Kipling: “When You’re
Wounded And Left On
Afghanistan’s Plains...”

   West Point instructors and leadership are currently debating what we have accomplished so far in the two wars. Colonel Gian Gentile, director of West Point’s military history program, sums up his considered opinion in two words: “Not much.” A few generals and admirals gain wisdom before they lead troops in battle. But most are looking for promotion to ever higher posts. These are the politician-generals, not the war-generals.

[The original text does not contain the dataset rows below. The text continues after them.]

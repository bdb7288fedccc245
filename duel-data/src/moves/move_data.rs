use ahash::HashSet;
use serde::{
    Deserialize,
    Serialize,
};

use crate::{
    Accuracy,
    BoostTable,
    MoveCategory,
    MoveFlag,
    MoveTarget,
    Status,
    Type,
};

/// An effect applied to a single Mon when a move hits.
#[derive(Debug, Default, Clone, PartialEq, Eq, Serialize, Deserialize)]
pub struct HitEffect {
    /// Status applied.
    pub status: Option<Status>,
    /// Volatile condition applied.
    pub volatile: Option<String>,
    /// Stat boosts applied.
    pub boosts: Option<BoostTable>,
}

/// An effect that occurs after a damaging move hits, with its own probability roll.
#[derive(Debug, Default, Clone, PartialEq, Eq, Serialize, Deserialize)]
pub struct SecondaryEffectData {
    /// Percentage chance of the effect occurring.
    pub chance: u8,
    /// Effect on the target.
    pub target: Option<HitEffect>,
    /// Effect on the user.
    pub user: Option<HitEffect>,
}

/// Data about a particular move.
///
/// Move data is immutable. Each use of a move works on its own copy, so that effects can modify
/// the move for a single use.
#[derive(Debug, Default, Clone, PartialEq, Serialize, Deserialize)]
pub struct MoveData {
    /// Name of the move.
    pub name: String,
    /// Move category.
    pub category: MoveCategory,
    /// Move type.
    pub primary_type: Type,
    /// Base power.
    #[serde(default)]
    pub base_power: u32,
    /// Base accuracy.
    #[serde(default)]
    pub accuracy: Accuracy,
    /// Total power points.
    #[serde(default)]
    pub pp: u8,
    /// Move priority.
    #[serde(default)]
    pub priority: i8,
    /// Move target.
    #[serde(default)]
    pub target: MoveTarget,
    /// Move flags.
    #[serde(default)]
    pub flags: HashSet<MoveFlag>,

    /// Critical hit stage, indexing into the critical hit chance table.
    #[serde(default)]
    pub crit_ratio: u8,
    /// Always lands a critical hit.
    #[serde(default)]
    pub always_crit: bool,
    /// Possible hit counts, picked uniformly.
    #[serde(default)]
    pub multihit: Vec<u8>,
    /// Percentage of damage dealt that heals the user.
    pub drain_percent: Option<u8>,
    /// Percentage of damage dealt that the user takes as recoil.
    pub recoil_percent: Option<u8>,
    /// The user faints after using the move.
    #[serde(default)]
    pub self_destruct: bool,
    /// The user switches out after using the move.
    #[serde(default)]
    pub user_switch: bool,
    /// Ignores the user's offensive boosts.
    #[serde(default)]
    pub ignore_offensive_boosts: bool,
    /// Ignores the target's defensive boosts.
    #[serde(default)]
    pub ignore_defensive_boosts: bool,
    /// Category used for the target's defensive stat, if different.
    pub defensive_category: Option<MoveCategory>,

    /// Primary effect on the target.
    pub hit_effect: Option<HitEffect>,
    /// Primary effect on the user.
    pub user_effect: Option<HitEffect>,
    /// Side condition started on the user's side.
    pub side_condition: Option<String>,
    /// Hazard laid on the opposing side.
    pub hazard: Option<String>,
    /// Weather started.
    pub weather: Option<String>,
    /// Pseudo-weather started.
    pub pseudo_weather: Option<String>,
    /// Secondary effects.
    #[serde(default)]
    pub secondary_effects: Vec<SecondaryEffectData>,
}

impl MoveData {
    pub fn has_flag(&self, flag: MoveFlag) -> bool {
        self.flags.contains(&flag)
    }
}

#[cfg(test)]
mod move_data_test {
    use assert_matches::assert_matches;

    use crate::{
        Accuracy,
        MoveCategory,
        MoveData,
        MoveFlag,
        Status,
        Type,
    };

    #[test]
    fn deserializes_sparse_move() {
        let data: MoveData = serde_json::from_str(
            r#"{
                "name": "Scald",
                "category": "Special",
                "primary_type": "Water",
                "base_power": 80,
                "accuracy": 100,
                "pp": 15,
                "flags": ["Protect"],
                "secondary_effects": [
                    { "chance": 30, "target": { "status": "brn" } }
                ]
            }"#,
        )
        .unwrap();
        assert_eq!(data.category, MoveCategory::Special);
        assert_eq!(data.primary_type, Type::Water);
        assert_eq!(data.accuracy, Accuracy::Chance(100));
        assert!(data.has_flag(MoveFlag::Protect));
        assert!(!data.has_flag(MoveFlag::Contact));
        assert_eq!(data.crit_ratio, 0);
        assert_matches!(
            data.secondary_effects.as_slice(),
            [secondary] => {
                assert_eq!(secondary.chance, 30);
                assert_eq!(secondary.target.as_ref().and_then(|t| t.status), Some(Status::Burn));
            }
        );
    }
}
use std::fmt::{
    Debug,
    Display,
};

use serde::{
    Serialize,
    de::DeserializeOwned,
};

#[track_caller]
pub fn test_deserialization<T>(s: &str, expected: T)
where
    T: Debug + PartialEq + DeserializeOwned,
{
    let got = serde_json::from_str::<T>(s).unwrap();
    assert_eq!(got, expected);
}

#[track_caller]
pub fn test_serialization<T, S>(v: T, expected: S)
where
    T: Debug + PartialEq + Serialize + DeserializeOwned,
    S: Display,
{
    let got = serde_json::to_string(&v).unwrap();
    assert_eq!(got, format!("{expected}"));
    test_deserialization(&got, v);
}

#[track_caller]
pub fn test_string_serialization<T>(v: T, expected: &str)
where
    T: Debug + PartialEq + Serialize + DeserializeOwned,
{
    test_serialization(v, format!("\"{expected}\""))
}
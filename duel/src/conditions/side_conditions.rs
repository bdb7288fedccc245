use anyhow::Result;
use duel_data::{
    MoveCategory,
    Status,
};

use crate::{
    battle::MonHandle,
    effect::{
        Effect,
        EffectContext,
        EffectSource,
        Hook,
        HookOutcome,
    },
    moves::ActiveMove,
};

/// Halves non-critical damage of the given category dealt to the side.
fn screen(active_move: &ActiveMove, category: MoveCategory, crit: bool, damage: f64) -> f64 {
    if active_move.category() == category && !crit {
        damage * 0.5
    } else {
        damage
    }
}

/// Halves physical damage taken by the side.
#[derive(Debug, Default, Clone)]
pub struct Reflect;

impl Effect for Reflect {
    fn source(&self) -> EffectSource {
        EffectSource::side_condition("reflect")
    }

    fn name(&self) -> &str {
        "Reflect"
    }

    fn hooks(&self) -> &'static [(Hook, i32)] {
        &[(Hook::ModifyFoeDamage, 0)]
    }

    fn initial_duration(&self) -> Option<u8> {
        Some(5)
    }

    fn on_modify_foe_damage(
        &mut self,
        _: &mut EffectContext,
        active_move: &ActiveMove,
        _: MonHandle,
        _: MonHandle,
        crit: bool,
        _: f64,
        damage: f64,
    ) -> Result<f64> {
        Ok(screen(active_move, MoveCategory::Physical, crit, damage))
    }
}

/// Halves special damage taken by the side.
#[derive(Debug, Default, Clone)]
pub struct LightScreen;

impl Effect for LightScreen {
    fn source(&self) -> EffectSource {
        EffectSource::side_condition("lightscreen")
    }

    fn name(&self) -> &str {
        "Light Screen"
    }

    fn hooks(&self) -> &'static [(Hook, i32)] {
        &[(Hook::ModifyFoeDamage, 0)]
    }

    fn initial_duration(&self) -> Option<u8> {
        Some(5)
    }

    fn on_modify_foe_damage(
        &mut self,
        _: &mut EffectContext,
        active_move: &ActiveMove,
        _: MonHandle,
        _: MonHandle,
        crit: bool,
        _: f64,
        damage: f64,
    ) -> Result<f64> {
        Ok(screen(active_move, MoveCategory::Special, crit, damage))
    }
}

/// Doubles the speed of the side's Mons.
#[derive(Debug, Default, Clone)]
pub struct Tailwind;

impl Effect for Tailwind {
    fn source(&self) -> EffectSource {
        EffectSource::side_condition("tailwind")
    }

    fn name(&self) -> &str {
        "Tailwind"
    }

    fn hooks(&self) -> &'static [(Hook, i32)] {
        &[(Hook::ModifySpe, 0)]
    }

    fn initial_duration(&self) -> Option<u8> {
        Some(4)
    }

    fn on_modify_spe(&mut self, _: &mut EffectContext, _: MonHandle, spe: f64) -> Result<f64> {
        Ok(spe * 2.0)
    }
}

/// Blocks statuses that the side's Mons did not inflict on themselves.
#[derive(Debug, Default, Clone)]
pub struct Safeguard;

impl Effect for Safeguard {
    fn source(&self) -> EffectSource {
        EffectSource::side_condition("safeguard")
    }

    fn name(&self) -> &str {
        "Safeguard"
    }

    fn hooks(&self) -> &'static [(Hook, i32)] {
        &[(Hook::SetStatus, 0)]
    }

    fn initial_duration(&self) -> Option<u8> {
        Some(5)
    }

    fn on_set_status(
        &mut self,
        _: &mut EffectContext,
        _: Status,
        target: MonHandle,
        setter: Option<MonHandle>,
    ) -> Result<HookOutcome> {
        Ok((setter == Some(target)).into())
    }
}

/// Heals the side's active Mon when the wish comes true.
#[derive(Debug, Default, Clone)]
pub struct Wish {
    hp: u16,
}

impl Effect for Wish {
    fn source(&self) -> EffectSource {
        EffectSource::side_condition("wish")
    }

    fn name(&self) -> &str {
        "Wish"
    }

    fn initial_duration(&self) -> Option<u8> {
        Some(2)
    }

    fn on_start(&mut self, ctx: &mut EffectContext) -> Result<HookOutcome> {
        let Some(user) = ctx
            .side_index()
            .and_then(|side| ctx.battle_ref().living_active_mon(side))
        else {
            return Ok(HookOutcome::Fail);
        };
        self.hp = ctx.battle_ref().mon(user)?.max_hp / 2;
        Ok(HookOutcome::Continue)
    }

    fn on_timeout(&mut self, ctx: &mut EffectContext) -> Result<()> {
        let Some(mon) = ctx
            .side_index()
            .and_then(|side| ctx.battle_ref().living_active_mon(side))
        else {
            return Ok(());
        };
        let target = ctx.battle_ref().mon(mon)?;
        if target.hp < target.max_hp {
            ctx.battle().heal(mon, self.hp as u32)?;
        }
        Ok(())
    }
}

They should read Kipling before going to war: “If your officer’s dead and the sergeants look white, remember it’s ruin to run from a fight:
So take open order, lie down, and sit tight, and wait for supports like a soldier, wait, wait... When you’re wounded and left on Afghanistan’s plains, and the women come out to cut up what remains, just roll to your rifle and blow out your brains, an’ go to your Gawd like a soldier. Go, go, go like a soldier.” I think Petraeus and his generals should have thought a little more about saving their gonads before suggesting we could win these two wars.